The bloc gave a frosty reception to the plan,
however, saying it would raise the threat of a competitive series of corporate
tax cuts as countries try to lure firms to their shores.
“Going to 15 percent does not seem to me to be a
good initiative,” EU economic affairs commissioner Pierre Moscovici told French
radio station Radio Classique.
“We should not enter into exacerbated fiscal
competition between ourselves, or fiscal dumping,” Moscovici said in the first
public reaction by the EU to Osborne’s proposal.
The British chancellor of the exchequer revealed
his plan in an interview with the Financial Times published on Sunday evening.
The Treasury confirmed the comments to AFP.
Prior to the Brexit vote, British tax rates on
corporate profits were already set to be cut from 20 to 19 percent next year
and to 17 percent in 2020.
But the new target, which has no timetable, would
give Britain the lowest rates of any major economy, and put it closer to the
12.5 percent rate in EU member Ireland.
“We must focus on the horizon and the journey ahead
and make the most of the hand we’ve been dealt,” Osborne told the Financial
Times.
But Moscovici said that Osborne’s initiative “also
means an absolutely considerable loss for the British treasury in a situation
in which deficits in Britain are already much too high”.
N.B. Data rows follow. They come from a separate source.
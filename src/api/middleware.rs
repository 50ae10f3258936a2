//! Shared request plumbing
//!
//! Contains:
//! - `AppState` shared by every handler
//! - `ApiError`, the JSON error envelope and its status mapping
//! - Bearer token extraction

use axum::{
    http::{header, HeaderMap, StatusCode},
    response::{IntoResponse, Response},
    Json,
};
use serde::{Deserialize, Serialize};
use std::sync::Arc;

use crate::services::{AuthService, AuthServiceError, NoteService, NoteServiceError};

/// Application state containing shared services
#[derive(Clone)]
pub struct AppState {
    pub note_service: Arc<NoteService>,
    pub auth_service: Arc<AuthService>,
}

/// Error response for API errors
#[derive(Debug, Serialize, Deserialize)]
pub struct ApiError {
    pub error: ApiErrorDetail,
}

#[derive(Debug, Serialize, Deserialize)]
pub struct ApiErrorDetail {
    pub code: String,
    pub message: String,
    #[serde(skip_serializing_if = "Option::is_none")]
    pub details: Option<serde_json::Value>,
}

impl ApiError {
    pub fn new(code: impl Into<String>, message: impl Into<String>) -> Self {
        Self {
            error: ApiErrorDetail {
                code: code.into(),
                message: message.into(),
                details: None,
            },
        }
    }

    pub fn with_details(
        code: impl Into<String>,
        message: impl Into<String>,
        details: serde_json::Value,
    ) -> Self {
        Self {
            error: ApiErrorDetail {
                code: code.into(),
                message: message.into(),
                details: Some(details),
            },
        }
    }

    pub fn unauthorized(message: impl Into<String>) -> Self {
        Self::new("UNAUTHORIZED", message)
    }

    pub fn conflict(message: impl Into<String>) -> Self {
        Self::new("CONFLICT", message)
    }

    pub fn validation_error(message: impl Into<String>) -> Self {
        Self::new("VALIDATION_ERROR", message)
    }

    pub fn validation_details(message: impl Into<String>, details: serde_json::Value) -> Self {
        Self::with_details("VALIDATION_ERROR", message, details)
    }

    pub fn internal_error(message: impl Into<String>) -> Self {
        Self::new("INTERNAL_ERROR", message)
    }

    pub fn status(&self) -> StatusCode {
        match self.error.code.as_str() {
            "UNAUTHORIZED" => StatusCode::UNAUTHORIZED,
            "VALIDATION_ERROR" => StatusCode::BAD_REQUEST,
            "CONFLICT" => StatusCode::CONFLICT,
            _ => StatusCode::INTERNAL_SERVER_ERROR,
        }
    }
}

impl IntoResponse for ApiError {
    fn into_response(self) -> Response {
        let status = self.status();
        if status.is_server_error() {
            tracing::error!(message = %self.error.message, "Request failed");
        }
        (status, Json(self)).into_response()
    }
}

/// Every note failure is a 500, including a missing id.
impl From<NoteServiceError> for ApiError {
    fn from(e: NoteServiceError) -> Self {
        ApiError::internal_error(e.to_string())
    }
}

impl From<AuthServiceError> for ApiError {
    fn from(e: AuthServiceError) -> Self {
        match e {
            AuthServiceError::ValidationError(msg) => ApiError::validation_error(msg),
            AuthServiceError::UserExists(msg) => ApiError::conflict(msg),
            AuthServiceError::InvalidCredentials | AuthServiceError::InvalidToken => {
                ApiError::unauthorized(e.to_string())
            }
            AuthServiceError::InternalError(_) => ApiError::internal_error(e.to_string()),
        }
    }
}

/// Extract a bearer token from the Authorization header
pub fn extract_bearer_token(headers: &HeaderMap) -> Option<&str> {
    headers
        .get(header::AUTHORIZATION)
        .and_then(|h| h.to_str().ok())
        .and_then(|s| s.strip_prefix("Bearer "))
        .map(str::trim)
        .filter(|token| !token.is_empty())
}
//! Session tokens
//!
//! Stateless HS256 JWTs carrying the username and an expiry. Nothing is
//! stored server-side, so a token stays valid until it expires.

use chrono::{DateTime, Duration, Utc};
use jsonwebtoken::{errors::ErrorKind, Algorithm, DecodingKey, EncodingKey, Header, Validation};

use crate::config::DEFAULT_TOKEN_TTL_HOURS;
use crate::models::Claims;

const ALGORITHM: Algorithm = Algorithm::HS256;

/// Token failures
#[derive(Debug, thiserror::Error)]
pub enum TokenError {
    #[error("Token expired")]
    Expired,

    /// Bad signature, wrong algorithm or malformed token
    #[error("Invalid token: {0}")]
    Invalid(String),

    /// Only produced when issuing
    #[error("Failed to sign token: {0}")]
    Signing(String),
}

/// Signs and verifies session tokens with a process-wide secret
pub struct TokenIssuer {
    encoding_key: EncodingKey,
    decoding_key: DecodingKey,
    validation: Validation,
    ttl: Duration,
}

impl TokenIssuer {
    /// Issuer with the standard 24 hour lifetime
    pub fn new(secret: &[u8]) -> Self {
        Self::with_ttl(secret, Duration::hours(DEFAULT_TOKEN_TTL_HOURS))
    }

    pub fn with_ttl(secret: &[u8], ttl: Duration) -> Self {
        // Only HS256 is accepted; tokens whose header names another
        // algorithm are rejected before the signature is checked.
        let mut validation = Validation::new(ALGORITHM);
        validation.leeway = 0;
        validation.set_required_spec_claims(&["exp"]);

        Self {
            encoding_key: EncodingKey::from_secret(secret),
            decoding_key: DecodingKey::from_secret(secret),
            validation,
            ttl,
        }
    }

    /// Issue a token for `username` expiring one lifetime from now
    pub fn issue(&self, username: &str) -> Result<String, TokenError> {
        self.issue_at(username, Utc::now())
    }

    /// Issue a token as if it had been created at `issued_at`
    pub fn issue_at(&self, username: &str, issued_at: DateTime<Utc>) -> Result<String, TokenError> {
        let claims = Claims {
            username: username.to_string(),
            iat: issued_at.timestamp(),
            exp: (issued_at + self.ttl).timestamp(),
        };

        jsonwebtoken::encode(&Header::new(ALGORITHM), &claims, &self.encoding_key)
            .map_err(|e| TokenError::Signing(e.to_string()))
    }

    /// Verify signature, algorithm and expiry, returning the claims
    pub fn validate(&self, token: &str) -> Result<Claims, TokenError> {
        jsonwebtoken::decode::<Claims>(token, &self.decoding_key, &self.validation)
            .map(|data| data.claims)
            .map_err(|e| match e.kind() {
                ErrorKind::ExpiredSignature => TokenError::Expired,
                _ => TokenError::Invalid(e.to_string()),
            })
    }
}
Those deficits would now “attract more attention
from markets and rating agencies” because Britain would no longer be operating
in the EU framework, he said.
However, Moscovici also said there was no reason to
be “excessively worried”, suggesting that Osborne may not be around to
implement his tax cut plan.
“I will wait for the Conservative party to have a
real leader, and it will not be (Osborne) who prepares Britain’s next budget,”
Moscovici said.
The commissioner also issued a warning to those
calling for a referendum on EU membership in France.
“I also say to all those who may be tempted by a
referendum in France that a referendum hurts, it burns, it divides and it does
not yield solutions,” Moscovici said.